TASK OBJECTIVE:
Report every line below that holds the word "CalcDriverError".

[Records from a data collection]

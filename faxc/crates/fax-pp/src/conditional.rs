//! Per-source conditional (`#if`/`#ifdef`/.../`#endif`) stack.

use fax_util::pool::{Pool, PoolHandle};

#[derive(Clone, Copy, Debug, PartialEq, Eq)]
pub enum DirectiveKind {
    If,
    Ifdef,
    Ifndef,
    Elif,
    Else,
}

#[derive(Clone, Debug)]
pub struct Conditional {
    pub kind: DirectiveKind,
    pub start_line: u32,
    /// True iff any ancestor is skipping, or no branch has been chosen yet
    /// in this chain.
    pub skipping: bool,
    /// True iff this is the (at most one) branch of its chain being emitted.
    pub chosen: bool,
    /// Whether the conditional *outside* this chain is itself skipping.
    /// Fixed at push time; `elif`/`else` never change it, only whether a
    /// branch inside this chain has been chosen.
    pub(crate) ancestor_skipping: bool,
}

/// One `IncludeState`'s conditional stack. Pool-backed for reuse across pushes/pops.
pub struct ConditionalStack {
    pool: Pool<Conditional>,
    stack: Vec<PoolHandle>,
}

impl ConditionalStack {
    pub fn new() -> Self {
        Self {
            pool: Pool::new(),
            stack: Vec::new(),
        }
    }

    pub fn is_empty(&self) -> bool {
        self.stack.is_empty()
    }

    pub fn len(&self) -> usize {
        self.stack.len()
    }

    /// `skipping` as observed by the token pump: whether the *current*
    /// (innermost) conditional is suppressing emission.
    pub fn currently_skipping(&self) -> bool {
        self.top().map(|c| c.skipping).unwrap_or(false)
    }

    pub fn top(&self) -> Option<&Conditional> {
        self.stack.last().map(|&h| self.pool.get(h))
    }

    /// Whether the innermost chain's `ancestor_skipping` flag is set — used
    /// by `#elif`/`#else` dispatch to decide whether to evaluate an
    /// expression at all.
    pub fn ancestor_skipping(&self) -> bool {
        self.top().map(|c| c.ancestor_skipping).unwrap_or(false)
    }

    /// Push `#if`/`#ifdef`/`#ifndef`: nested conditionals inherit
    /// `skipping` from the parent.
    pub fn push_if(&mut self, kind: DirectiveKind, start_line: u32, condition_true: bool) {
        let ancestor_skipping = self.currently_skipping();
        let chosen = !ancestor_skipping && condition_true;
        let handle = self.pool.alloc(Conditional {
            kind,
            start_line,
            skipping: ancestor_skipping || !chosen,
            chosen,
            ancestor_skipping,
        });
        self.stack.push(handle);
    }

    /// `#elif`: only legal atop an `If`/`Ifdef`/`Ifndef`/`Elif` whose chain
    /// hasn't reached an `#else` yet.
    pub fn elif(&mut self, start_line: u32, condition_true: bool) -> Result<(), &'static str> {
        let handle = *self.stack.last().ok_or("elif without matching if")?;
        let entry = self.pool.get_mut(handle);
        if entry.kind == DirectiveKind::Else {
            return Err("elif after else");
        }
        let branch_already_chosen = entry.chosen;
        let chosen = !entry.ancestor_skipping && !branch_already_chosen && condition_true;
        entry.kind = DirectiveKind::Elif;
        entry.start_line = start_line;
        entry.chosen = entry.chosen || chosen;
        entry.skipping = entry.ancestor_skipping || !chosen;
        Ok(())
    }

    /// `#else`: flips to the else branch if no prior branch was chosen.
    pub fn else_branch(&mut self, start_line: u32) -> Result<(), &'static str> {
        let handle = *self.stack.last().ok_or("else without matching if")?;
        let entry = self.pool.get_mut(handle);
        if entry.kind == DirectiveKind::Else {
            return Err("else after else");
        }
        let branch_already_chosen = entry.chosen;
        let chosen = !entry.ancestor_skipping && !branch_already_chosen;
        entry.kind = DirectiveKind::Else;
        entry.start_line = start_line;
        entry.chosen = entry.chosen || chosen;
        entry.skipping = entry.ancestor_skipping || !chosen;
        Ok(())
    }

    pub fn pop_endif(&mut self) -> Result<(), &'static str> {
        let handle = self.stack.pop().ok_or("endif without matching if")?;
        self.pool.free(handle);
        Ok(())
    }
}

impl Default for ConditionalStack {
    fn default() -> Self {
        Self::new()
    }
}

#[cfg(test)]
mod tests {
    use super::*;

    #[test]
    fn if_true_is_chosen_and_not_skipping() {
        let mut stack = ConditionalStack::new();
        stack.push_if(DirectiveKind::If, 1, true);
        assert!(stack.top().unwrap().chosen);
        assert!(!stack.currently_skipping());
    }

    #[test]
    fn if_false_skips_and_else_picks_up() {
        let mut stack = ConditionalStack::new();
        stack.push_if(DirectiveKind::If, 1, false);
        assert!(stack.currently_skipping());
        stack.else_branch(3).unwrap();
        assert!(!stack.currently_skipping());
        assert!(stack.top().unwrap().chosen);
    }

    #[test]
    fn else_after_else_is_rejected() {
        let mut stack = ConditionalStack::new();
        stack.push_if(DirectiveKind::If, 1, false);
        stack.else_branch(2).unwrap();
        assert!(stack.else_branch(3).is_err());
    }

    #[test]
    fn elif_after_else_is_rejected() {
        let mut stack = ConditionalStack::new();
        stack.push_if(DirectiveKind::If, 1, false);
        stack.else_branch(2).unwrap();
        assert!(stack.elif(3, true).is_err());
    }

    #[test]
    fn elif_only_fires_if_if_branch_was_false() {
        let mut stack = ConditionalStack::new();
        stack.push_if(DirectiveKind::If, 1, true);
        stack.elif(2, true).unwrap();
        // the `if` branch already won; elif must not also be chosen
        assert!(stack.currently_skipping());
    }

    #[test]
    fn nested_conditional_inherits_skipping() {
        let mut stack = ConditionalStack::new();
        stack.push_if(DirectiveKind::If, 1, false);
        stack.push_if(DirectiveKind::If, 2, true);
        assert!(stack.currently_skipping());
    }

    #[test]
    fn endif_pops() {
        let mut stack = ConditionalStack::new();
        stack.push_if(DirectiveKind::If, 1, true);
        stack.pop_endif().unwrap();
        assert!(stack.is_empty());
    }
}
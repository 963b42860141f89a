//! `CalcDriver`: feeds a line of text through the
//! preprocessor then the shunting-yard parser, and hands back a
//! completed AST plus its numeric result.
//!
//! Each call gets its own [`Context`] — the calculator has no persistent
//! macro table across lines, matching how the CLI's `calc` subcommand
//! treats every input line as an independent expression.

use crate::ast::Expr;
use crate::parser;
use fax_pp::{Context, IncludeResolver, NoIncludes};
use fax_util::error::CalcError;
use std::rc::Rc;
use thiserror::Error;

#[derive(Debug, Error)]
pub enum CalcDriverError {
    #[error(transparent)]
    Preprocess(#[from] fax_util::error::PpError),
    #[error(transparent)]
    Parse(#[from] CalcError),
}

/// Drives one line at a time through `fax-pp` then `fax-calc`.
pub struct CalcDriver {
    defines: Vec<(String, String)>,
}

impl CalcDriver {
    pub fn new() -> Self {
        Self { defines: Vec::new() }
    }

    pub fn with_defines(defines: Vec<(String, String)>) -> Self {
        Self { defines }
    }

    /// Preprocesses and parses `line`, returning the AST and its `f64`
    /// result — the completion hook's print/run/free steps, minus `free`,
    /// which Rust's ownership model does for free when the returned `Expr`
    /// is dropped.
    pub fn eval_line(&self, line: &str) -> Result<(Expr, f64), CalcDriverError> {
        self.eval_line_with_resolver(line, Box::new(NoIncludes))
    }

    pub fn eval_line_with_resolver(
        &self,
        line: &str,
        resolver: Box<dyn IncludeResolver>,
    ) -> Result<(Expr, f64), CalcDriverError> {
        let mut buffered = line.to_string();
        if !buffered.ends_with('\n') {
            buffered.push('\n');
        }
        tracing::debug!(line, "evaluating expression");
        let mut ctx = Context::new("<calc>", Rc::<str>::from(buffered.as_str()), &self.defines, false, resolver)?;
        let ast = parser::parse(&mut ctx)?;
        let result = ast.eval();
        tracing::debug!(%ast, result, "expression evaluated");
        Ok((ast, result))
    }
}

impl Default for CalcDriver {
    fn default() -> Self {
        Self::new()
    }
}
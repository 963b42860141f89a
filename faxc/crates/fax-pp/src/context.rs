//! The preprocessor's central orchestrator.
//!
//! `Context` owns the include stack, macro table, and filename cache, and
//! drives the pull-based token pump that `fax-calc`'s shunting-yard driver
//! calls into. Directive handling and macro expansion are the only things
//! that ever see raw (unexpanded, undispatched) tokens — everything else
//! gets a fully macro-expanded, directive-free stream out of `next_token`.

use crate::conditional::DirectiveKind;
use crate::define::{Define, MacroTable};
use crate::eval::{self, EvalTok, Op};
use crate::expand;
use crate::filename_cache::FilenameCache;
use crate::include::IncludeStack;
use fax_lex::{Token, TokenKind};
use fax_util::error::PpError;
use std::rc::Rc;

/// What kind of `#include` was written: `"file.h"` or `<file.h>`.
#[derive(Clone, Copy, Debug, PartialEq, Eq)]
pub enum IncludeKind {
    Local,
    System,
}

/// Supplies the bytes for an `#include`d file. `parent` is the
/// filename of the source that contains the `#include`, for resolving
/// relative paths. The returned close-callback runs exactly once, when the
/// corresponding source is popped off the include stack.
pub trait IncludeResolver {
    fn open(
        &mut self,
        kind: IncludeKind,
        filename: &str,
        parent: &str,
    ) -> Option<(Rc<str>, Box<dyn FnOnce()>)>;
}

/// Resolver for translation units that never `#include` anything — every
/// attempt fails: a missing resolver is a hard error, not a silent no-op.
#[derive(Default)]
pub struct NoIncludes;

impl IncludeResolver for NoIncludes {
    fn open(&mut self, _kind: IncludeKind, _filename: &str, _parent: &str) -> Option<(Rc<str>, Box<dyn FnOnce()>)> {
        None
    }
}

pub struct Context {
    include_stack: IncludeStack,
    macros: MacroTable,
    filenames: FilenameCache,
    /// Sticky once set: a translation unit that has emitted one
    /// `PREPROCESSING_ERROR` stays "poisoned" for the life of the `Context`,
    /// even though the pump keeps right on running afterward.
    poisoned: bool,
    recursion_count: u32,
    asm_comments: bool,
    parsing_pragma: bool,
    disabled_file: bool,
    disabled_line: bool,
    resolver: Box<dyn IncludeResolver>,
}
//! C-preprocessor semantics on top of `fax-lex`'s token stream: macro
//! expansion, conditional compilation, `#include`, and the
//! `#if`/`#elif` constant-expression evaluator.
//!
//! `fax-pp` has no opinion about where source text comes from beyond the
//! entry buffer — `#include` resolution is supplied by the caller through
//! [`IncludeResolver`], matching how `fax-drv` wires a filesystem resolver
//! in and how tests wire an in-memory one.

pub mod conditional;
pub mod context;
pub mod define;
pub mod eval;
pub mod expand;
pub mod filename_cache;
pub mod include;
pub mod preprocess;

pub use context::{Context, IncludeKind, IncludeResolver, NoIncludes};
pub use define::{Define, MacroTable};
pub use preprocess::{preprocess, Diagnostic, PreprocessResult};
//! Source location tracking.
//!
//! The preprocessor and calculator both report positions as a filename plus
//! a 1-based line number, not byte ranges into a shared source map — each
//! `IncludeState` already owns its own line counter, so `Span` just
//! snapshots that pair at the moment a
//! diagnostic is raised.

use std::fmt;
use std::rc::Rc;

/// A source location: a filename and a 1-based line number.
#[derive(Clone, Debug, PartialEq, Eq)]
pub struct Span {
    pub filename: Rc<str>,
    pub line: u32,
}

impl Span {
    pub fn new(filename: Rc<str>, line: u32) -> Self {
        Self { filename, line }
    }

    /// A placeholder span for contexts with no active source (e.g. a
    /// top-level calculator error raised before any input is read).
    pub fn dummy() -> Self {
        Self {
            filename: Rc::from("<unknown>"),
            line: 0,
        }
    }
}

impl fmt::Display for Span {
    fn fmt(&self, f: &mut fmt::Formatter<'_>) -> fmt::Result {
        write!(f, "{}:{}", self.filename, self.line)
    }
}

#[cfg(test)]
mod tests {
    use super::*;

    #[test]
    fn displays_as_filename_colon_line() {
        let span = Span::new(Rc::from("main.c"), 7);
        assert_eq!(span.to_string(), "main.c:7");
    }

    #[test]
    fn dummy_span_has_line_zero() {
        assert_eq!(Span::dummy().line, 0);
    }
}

ANSWER BELOW:
pub enum CalcDriverError {
    pub fn eval_line(&self, line: &str) -> Result<(Expr, f64), CalcDriverError> {
    ) -> Result<(Expr, f64), CalcDriverError> {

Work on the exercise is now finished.